1
votes

spark cluster has 2 worker nodes. Node 1: 64 GB, 8 cores. Node 2: 64 GB, 8 cores.

Now if i submit a spark job using spark-submit in cluster mode with 2 executors and each executor memory as 32 GB, 4 cores/executor. Now my question is, as the above configuration can be accommodated in a single node itself, will spark run it using 2 worker nodes or just in one node?
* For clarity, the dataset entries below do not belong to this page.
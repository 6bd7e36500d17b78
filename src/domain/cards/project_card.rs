use super::format::{html_escape, language_color, outbound_link, short_date};
use crate::domain::models::feed::Card;
use crate::domain::models::repository::RepositorySummary;
use crate::error::FeedError;

pub const FALLBACK_DESCRIPTION: &str = "No description available";

const MAX_TOPICS: usize = 4;

/// The homepage is free text. A bare host is treated as `https://`; anything
/// still unusable drops the demo link but keeps the card.
fn demo_link(repo: &RepositorySummary) -> Option<String> {
    let homepage = repo
        .homepage
        .as_deref()
        .map(str::trim)
        .filter(|url| !url.is_empty())?;
    let candidate = if homepage.contains("://") {
        homepage.to_string()
    } else {
        format!("https://{homepage}")
    };
    match outbound_link(&repo.name, &candidate) {
        Ok(href) => Some(href),
        Err(e) => {
            tracing::debug!("Skipping demo link: {e}");
            None
        }
    }
}

pub fn project_card(repo: &RepositorySummary) -> Result<Card, FeedError> {
    let code_link = outbound_link(&repo.name, &repo.html_url)?;
    let demo_link = demo_link(repo);

    let description = repo
        .description
        .as_deref()
        .filter(|d| !d.is_empty())
        .unwrap_or(FALLBACK_DESCRIPTION);

    let topics = if repo.topics.is_empty() {
        String::new()
    } else {
        let spans: String = repo
            .topics
            .iter()
            .take(MAX_TOPICS)
            .map(|topic| format!("<span class=\"project-topic\">{}</span>", html_escape(topic)))
            .collect();
        format!("\n        <div class=\"project-topics\">{spans}</div>")
    };

    let language = match repo.language.as_deref() {
        Some(language) => format!(
            "\n            <span class=\"project-language\"><span class=\"language-dot\" style=\"background-color: {}\"></span>{}</span>",
            language_color(Some(language)),
            html_escape(language)
        ),
        None => String::new(),
    };

    let demo = match demo_link {
        Some(href) => format!(
            "\n            <a href=\"{href}\" class=\"project-link live\" target=\"_blank\" rel=\"noopener noreferrer\">Live Demo <i class=\"fas fa-external-link-alt\"></i></a>"
        ),
        None => String::new(),
    };

    let html = format!(
        r#"<article class="github-project-card">
    <div class="project-header">
        <div class="project-icon"><i class="fab fa-github"></i></div>
        <div class="project-meta"><span class="project-updated">Updated {updated}</span></div>
    </div>
    <div class="project-content">
        <h3 class="project-title">{name}</h3>
        <p class="project-description">{description}</p>{topics}
        <div class="project-stats">{language}
            <span class="project-stat"><i class="fas fa-star"></i> {stars}</span>
            <span class="project-stat"><i class="fas fa-code-branch"></i> {forks}</span>
        </div>
        <div class="project-links">{demo}
            <a href="{code_link}" class="project-link" target="_blank" rel="noopener noreferrer">View Code <i class="fab fa-github"></i></a>
        </div>
    </div>
</article>
"#,
        updated = short_date(&repo.updated_at),
        name = html_escape(&repo.name),
        description = html_escape(description),
        stars = repo.stars_count,
        forks = repo.forks_count,
    );

    Ok(Card {
        key: repo.name.clone(),
        html,
    })
}
use std::time::Duration;

/// Scroll offset past which the button shows
pub const VISIBILITY_THRESHOLD: f64 = 300.0;

/// Length of the animated scroll back to the top
pub const SCROLL_DURATION: Duration = Duration::from_millis(800);

pub const VISIBLE_CLASS: &str = "visible";

#[derive(Debug, Default)]
pub struct BackToTop {
    visible: bool,
}

impl BackToTop {
    pub fn new() -> Self {
        Self::default()
    }

    pub fn is_visible(&self) -> bool {
        self.visible
    }

    /// Returns the new visibility when it changed.
    pub fn on_scroll(&mut self, offset: f64) -> Option<bool> {
        let visible = offset > VISIBILITY_THRESHOLD;
        if visible == self.visible {
            return None;
        }
        self.visible = visible;
        Some(visible)
    }
}

/// Quadratic ease-in-out: `start` plus the share of `change` covered after
/// `elapsed` out of `duration`.
pub fn ease_in_out_quad(elapsed: f64, start: f64, change: f64, duration: f64) -> f64 {
    let t = elapsed / (duration / 2.0);
    if t < 1.0 {
        return change / 2.0 * t * t + start;
    }
    let t = t - 1.0;
    -change / 2.0 * (t * (t - 2.0) - 1.0) + start
}

#[derive(Debug, Clone, Copy, PartialEq)]
pub struct ScrollFrame {
    pub position: f64,
    pub finished: bool,
}

/// One run of the eased scroll from `start_position` to 0, sampled per frame.
#[derive(Debug)]
pub struct ScrollToTop {
    start_position: f64,
    started_at: Option<Duration>,
    duration: Duration,
}

impl ScrollToTop {
    pub fn new(start_position: f64) -> Self {
        Self {
            start_position,
            started_at: None,
            duration: SCROLL_DURATION,
        }
    }

    /// The first frame fixes the start time.
    pub fn frame(&mut self, now: Duration) -> ScrollFrame {
        let started_at = *self.started_at.get_or_insert(now);
        let elapsed = now.saturating_sub(started_at).min(self.duration);
        let position = ease_in_out_quad(
            elapsed.as_secs_f64(),
            self.start_position,
            -self.start_position,
            self.duration.as_secs_f64(),
        );
        ScrollFrame {
            position,
            finished: elapsed >= self.duration,
        }
    }
}
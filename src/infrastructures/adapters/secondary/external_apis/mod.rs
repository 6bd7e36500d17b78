pub mod devto;
pub mod github;

use crate::error::FeedError;
use chrono::{DateTime, Utc};
use reqwest::{Client, Response};
use serde::de::DeserializeOwned;

const USER_AGENT: &str = "portfolio-feeds-rust-app";

/// Shared HTTP client for both feed adapters.
pub fn build_client() -> Result<Client, FeedError> {
    Ok(Client::builder().user_agent(USER_AGENT).build()?)
}

/// Rejects non-success statuses, then decodes the body. Decoding is done by
/// hand so a body that is not the expected shape surfaces as `Malformed`.
async fn read_json<T: DeserializeOwned>(response: Response) -> Result<T, FeedError> {
    let body = response.error_for_status()?.text().await?;
    Ok(serde_json::from_str(&body)?)
}

fn parse_timestamp(
    record: &str,
    field: &'static str,
    value: &str,
) -> Result<DateTime<Utc>, FeedError> {
    DateTime::parse_from_rfc3339(value)
        .map(|at| at.with_timezone(&Utc))
        .map_err(|e| FeedError::InvalidField {
            record: record.to_string(),
            field,
            reason: e.to_string(),
        })
}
Also, if a configuration doesn't have a multiple of cores as the executors then how many cores allocated for each executor? Example: if num of cores in a node available after excluding one core for yarn deamon are 7. since 2 nodes, 2*7=14 (total cores available)and as HDFS give good throughput if num of cores per executor were 5.. Now 14/5 to find the num of executors. should i consider 14/5 as 2 or 3 exeutors? then how these cores are equally distributed?

1

1 Answers

0
votes

It is more of a resource manager question then a Spark question, but in your case the 2 executors cant run in a single machine cause the OS has an overhead that uses at least 1 core and 1GB RAM , even if you will set the ram to 30 GB and 3 cores/executor. they will run on different nodes because Spark tries to get the best data locality it can so obviously it wont use the same node for 2 executors.